#### [DIRECTIONS]
Provide the number of lines below that include "submit", without any other words.

*** Begin section ***

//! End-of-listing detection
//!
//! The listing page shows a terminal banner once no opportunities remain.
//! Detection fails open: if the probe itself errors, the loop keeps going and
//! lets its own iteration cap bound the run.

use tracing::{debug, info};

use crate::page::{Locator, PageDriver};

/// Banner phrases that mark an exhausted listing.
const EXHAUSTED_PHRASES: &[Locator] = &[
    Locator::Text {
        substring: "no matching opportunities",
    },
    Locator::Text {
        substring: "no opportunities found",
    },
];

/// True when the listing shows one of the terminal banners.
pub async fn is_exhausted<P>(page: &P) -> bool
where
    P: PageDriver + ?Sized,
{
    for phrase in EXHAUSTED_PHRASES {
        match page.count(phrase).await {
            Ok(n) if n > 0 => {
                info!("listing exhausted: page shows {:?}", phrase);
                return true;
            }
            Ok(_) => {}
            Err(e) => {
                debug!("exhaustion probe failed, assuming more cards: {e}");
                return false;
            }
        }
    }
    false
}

*** End section ***
*** Begin section ***

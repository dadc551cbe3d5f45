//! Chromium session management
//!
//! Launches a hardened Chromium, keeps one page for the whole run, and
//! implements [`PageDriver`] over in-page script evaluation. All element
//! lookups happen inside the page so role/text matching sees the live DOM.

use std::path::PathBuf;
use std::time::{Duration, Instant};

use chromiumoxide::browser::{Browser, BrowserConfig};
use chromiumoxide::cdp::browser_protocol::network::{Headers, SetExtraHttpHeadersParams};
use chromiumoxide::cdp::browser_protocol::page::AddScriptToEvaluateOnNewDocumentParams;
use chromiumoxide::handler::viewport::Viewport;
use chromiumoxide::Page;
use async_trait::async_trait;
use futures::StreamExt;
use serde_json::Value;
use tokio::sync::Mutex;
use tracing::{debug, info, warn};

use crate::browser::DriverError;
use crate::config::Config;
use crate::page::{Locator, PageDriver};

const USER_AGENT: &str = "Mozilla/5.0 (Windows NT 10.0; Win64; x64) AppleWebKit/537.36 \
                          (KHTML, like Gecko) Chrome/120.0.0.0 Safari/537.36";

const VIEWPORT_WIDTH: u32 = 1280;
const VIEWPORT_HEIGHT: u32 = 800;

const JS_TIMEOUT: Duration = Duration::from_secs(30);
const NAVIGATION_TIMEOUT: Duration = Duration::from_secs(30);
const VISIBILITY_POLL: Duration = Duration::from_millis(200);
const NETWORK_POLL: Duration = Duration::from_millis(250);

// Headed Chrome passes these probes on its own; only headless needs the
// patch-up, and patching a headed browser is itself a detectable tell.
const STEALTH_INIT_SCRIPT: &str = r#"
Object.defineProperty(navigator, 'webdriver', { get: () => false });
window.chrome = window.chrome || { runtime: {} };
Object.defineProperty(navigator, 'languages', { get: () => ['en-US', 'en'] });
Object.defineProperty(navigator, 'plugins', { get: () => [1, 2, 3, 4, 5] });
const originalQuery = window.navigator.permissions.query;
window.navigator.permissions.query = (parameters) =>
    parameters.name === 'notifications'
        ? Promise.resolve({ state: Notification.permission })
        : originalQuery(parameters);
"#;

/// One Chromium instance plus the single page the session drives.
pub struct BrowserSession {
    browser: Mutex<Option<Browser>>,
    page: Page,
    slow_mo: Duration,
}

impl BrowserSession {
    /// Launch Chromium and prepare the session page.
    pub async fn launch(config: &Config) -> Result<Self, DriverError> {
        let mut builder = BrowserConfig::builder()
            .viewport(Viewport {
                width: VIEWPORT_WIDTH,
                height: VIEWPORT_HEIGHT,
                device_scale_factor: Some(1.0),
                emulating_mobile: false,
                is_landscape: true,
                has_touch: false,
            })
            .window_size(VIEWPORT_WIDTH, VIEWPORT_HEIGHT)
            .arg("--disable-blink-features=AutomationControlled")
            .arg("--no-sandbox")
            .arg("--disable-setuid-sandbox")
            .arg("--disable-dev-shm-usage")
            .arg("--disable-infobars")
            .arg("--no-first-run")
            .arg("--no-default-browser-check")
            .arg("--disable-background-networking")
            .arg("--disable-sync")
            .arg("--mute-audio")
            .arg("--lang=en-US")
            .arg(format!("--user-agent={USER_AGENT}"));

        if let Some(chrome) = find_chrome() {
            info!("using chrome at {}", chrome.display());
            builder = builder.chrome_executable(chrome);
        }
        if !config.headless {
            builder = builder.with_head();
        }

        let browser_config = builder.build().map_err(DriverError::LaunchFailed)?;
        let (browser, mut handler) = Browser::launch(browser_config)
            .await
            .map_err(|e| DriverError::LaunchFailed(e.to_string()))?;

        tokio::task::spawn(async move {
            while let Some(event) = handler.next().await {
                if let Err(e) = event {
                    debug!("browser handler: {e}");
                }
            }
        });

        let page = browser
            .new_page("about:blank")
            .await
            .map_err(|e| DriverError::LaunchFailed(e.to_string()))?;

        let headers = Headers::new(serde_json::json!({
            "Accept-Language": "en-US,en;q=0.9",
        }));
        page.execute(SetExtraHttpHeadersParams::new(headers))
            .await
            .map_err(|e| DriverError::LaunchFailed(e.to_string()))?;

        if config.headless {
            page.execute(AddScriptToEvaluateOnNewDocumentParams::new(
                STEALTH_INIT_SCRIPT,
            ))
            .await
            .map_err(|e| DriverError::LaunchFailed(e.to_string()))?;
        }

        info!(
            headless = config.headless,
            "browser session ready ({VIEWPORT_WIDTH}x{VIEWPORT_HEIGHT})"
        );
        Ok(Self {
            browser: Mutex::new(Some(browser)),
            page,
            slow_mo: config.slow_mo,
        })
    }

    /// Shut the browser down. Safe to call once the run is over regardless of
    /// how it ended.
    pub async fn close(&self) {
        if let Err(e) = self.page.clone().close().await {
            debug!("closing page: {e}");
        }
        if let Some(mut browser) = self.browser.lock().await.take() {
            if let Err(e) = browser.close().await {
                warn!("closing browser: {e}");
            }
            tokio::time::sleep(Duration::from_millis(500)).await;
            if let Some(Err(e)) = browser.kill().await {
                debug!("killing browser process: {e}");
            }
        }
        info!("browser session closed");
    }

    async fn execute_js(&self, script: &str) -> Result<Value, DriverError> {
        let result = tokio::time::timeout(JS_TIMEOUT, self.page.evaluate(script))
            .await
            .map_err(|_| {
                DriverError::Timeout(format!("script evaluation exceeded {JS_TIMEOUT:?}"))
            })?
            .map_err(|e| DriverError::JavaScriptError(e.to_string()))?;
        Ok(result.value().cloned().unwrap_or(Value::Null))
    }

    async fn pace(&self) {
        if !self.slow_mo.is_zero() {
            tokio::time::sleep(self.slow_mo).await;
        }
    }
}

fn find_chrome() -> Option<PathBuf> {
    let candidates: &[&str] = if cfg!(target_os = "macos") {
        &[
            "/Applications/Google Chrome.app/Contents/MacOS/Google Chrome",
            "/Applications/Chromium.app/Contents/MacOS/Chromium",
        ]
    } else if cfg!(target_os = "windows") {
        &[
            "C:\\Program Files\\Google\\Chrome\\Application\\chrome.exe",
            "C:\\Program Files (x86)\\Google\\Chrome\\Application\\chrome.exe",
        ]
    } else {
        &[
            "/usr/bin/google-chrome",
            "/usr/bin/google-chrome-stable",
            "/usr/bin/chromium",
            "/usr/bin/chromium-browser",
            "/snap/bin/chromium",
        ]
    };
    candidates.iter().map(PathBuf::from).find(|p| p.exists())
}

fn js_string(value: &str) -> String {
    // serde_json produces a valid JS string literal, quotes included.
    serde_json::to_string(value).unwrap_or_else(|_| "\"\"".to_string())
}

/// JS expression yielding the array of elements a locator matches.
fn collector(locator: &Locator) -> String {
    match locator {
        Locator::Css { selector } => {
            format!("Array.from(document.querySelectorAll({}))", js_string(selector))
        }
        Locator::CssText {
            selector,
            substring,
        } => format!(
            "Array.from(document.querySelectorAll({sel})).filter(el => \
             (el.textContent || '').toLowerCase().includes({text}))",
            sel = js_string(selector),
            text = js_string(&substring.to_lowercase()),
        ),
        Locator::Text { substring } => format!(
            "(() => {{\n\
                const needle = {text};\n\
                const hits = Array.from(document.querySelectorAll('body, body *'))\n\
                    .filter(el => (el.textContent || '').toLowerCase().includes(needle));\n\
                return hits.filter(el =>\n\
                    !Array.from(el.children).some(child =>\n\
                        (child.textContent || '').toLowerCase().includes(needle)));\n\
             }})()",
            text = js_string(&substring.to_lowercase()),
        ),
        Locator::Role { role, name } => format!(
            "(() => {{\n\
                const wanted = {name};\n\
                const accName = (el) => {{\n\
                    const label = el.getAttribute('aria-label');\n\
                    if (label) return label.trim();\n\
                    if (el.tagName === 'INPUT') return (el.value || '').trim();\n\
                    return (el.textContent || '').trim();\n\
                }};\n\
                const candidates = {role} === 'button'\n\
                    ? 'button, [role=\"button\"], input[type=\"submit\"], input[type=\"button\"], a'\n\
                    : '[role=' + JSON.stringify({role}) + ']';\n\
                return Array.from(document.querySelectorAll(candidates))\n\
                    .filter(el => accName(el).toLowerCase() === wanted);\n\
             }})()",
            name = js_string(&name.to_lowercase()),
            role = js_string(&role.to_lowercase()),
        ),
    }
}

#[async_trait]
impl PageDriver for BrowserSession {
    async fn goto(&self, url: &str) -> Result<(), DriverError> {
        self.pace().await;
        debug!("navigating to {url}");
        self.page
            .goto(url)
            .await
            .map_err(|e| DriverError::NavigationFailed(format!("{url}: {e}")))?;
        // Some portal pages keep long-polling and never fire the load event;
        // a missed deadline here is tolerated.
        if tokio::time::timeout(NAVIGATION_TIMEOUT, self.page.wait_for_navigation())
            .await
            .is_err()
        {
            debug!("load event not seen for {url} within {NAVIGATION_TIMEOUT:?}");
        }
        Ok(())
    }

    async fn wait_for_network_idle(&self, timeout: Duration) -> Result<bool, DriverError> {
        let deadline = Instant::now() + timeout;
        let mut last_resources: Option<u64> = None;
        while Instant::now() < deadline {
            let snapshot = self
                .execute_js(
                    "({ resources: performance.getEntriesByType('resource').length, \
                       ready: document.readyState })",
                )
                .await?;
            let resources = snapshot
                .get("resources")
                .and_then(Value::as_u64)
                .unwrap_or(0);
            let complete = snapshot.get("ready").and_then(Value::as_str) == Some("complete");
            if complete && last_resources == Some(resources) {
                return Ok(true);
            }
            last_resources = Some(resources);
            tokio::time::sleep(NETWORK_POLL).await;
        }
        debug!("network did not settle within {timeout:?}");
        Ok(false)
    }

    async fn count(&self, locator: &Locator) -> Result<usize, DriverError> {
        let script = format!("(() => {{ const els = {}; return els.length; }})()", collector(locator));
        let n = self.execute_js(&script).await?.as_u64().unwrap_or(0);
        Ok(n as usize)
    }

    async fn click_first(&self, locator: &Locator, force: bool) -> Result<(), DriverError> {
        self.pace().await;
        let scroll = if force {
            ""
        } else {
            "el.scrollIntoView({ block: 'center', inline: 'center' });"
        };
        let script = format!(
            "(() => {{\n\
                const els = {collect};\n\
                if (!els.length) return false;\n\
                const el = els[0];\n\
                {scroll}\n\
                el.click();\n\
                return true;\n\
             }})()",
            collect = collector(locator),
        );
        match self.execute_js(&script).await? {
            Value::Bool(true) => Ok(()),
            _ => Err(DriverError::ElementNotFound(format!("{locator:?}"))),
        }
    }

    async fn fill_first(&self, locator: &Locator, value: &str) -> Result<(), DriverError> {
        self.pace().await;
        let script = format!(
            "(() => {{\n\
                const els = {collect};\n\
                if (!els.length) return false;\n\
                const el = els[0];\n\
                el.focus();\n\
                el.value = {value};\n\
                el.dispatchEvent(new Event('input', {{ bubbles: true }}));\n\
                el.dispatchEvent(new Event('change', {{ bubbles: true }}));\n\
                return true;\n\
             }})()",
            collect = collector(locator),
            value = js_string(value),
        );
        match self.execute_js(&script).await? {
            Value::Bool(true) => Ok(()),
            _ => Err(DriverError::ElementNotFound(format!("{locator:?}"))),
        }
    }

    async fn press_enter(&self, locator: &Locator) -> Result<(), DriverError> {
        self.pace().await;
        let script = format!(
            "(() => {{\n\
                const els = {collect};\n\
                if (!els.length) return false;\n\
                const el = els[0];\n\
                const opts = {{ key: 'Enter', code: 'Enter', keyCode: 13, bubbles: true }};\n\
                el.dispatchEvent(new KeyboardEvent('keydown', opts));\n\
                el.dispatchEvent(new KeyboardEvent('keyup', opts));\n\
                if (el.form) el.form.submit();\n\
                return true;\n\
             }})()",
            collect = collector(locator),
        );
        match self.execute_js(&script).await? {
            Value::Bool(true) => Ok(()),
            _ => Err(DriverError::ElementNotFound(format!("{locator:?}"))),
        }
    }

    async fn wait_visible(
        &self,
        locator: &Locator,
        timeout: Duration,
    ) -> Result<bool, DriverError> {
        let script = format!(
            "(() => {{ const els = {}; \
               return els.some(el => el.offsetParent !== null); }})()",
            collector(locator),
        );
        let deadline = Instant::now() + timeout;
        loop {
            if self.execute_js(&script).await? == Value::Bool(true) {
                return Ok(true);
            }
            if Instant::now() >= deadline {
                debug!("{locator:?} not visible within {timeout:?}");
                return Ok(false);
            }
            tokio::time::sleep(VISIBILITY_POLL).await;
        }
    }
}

*** End section ***
*** Begin section ***

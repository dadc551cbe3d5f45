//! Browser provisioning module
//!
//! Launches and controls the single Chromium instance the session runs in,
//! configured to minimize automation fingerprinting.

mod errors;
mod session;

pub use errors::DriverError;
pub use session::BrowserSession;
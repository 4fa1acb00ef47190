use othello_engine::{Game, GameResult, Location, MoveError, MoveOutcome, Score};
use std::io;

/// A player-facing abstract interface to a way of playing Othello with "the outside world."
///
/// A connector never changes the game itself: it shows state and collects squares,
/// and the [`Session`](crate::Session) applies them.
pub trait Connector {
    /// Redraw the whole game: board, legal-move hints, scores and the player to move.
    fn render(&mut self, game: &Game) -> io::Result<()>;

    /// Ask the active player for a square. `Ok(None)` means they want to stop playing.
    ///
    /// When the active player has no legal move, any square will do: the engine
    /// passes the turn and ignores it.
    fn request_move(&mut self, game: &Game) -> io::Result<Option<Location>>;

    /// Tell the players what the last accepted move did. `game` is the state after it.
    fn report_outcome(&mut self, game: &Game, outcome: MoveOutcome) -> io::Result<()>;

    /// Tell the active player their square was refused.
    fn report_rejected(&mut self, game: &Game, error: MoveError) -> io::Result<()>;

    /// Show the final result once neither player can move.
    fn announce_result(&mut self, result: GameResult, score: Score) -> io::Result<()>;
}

*** End section ***

#### [EXERCISE RESPONSE]
2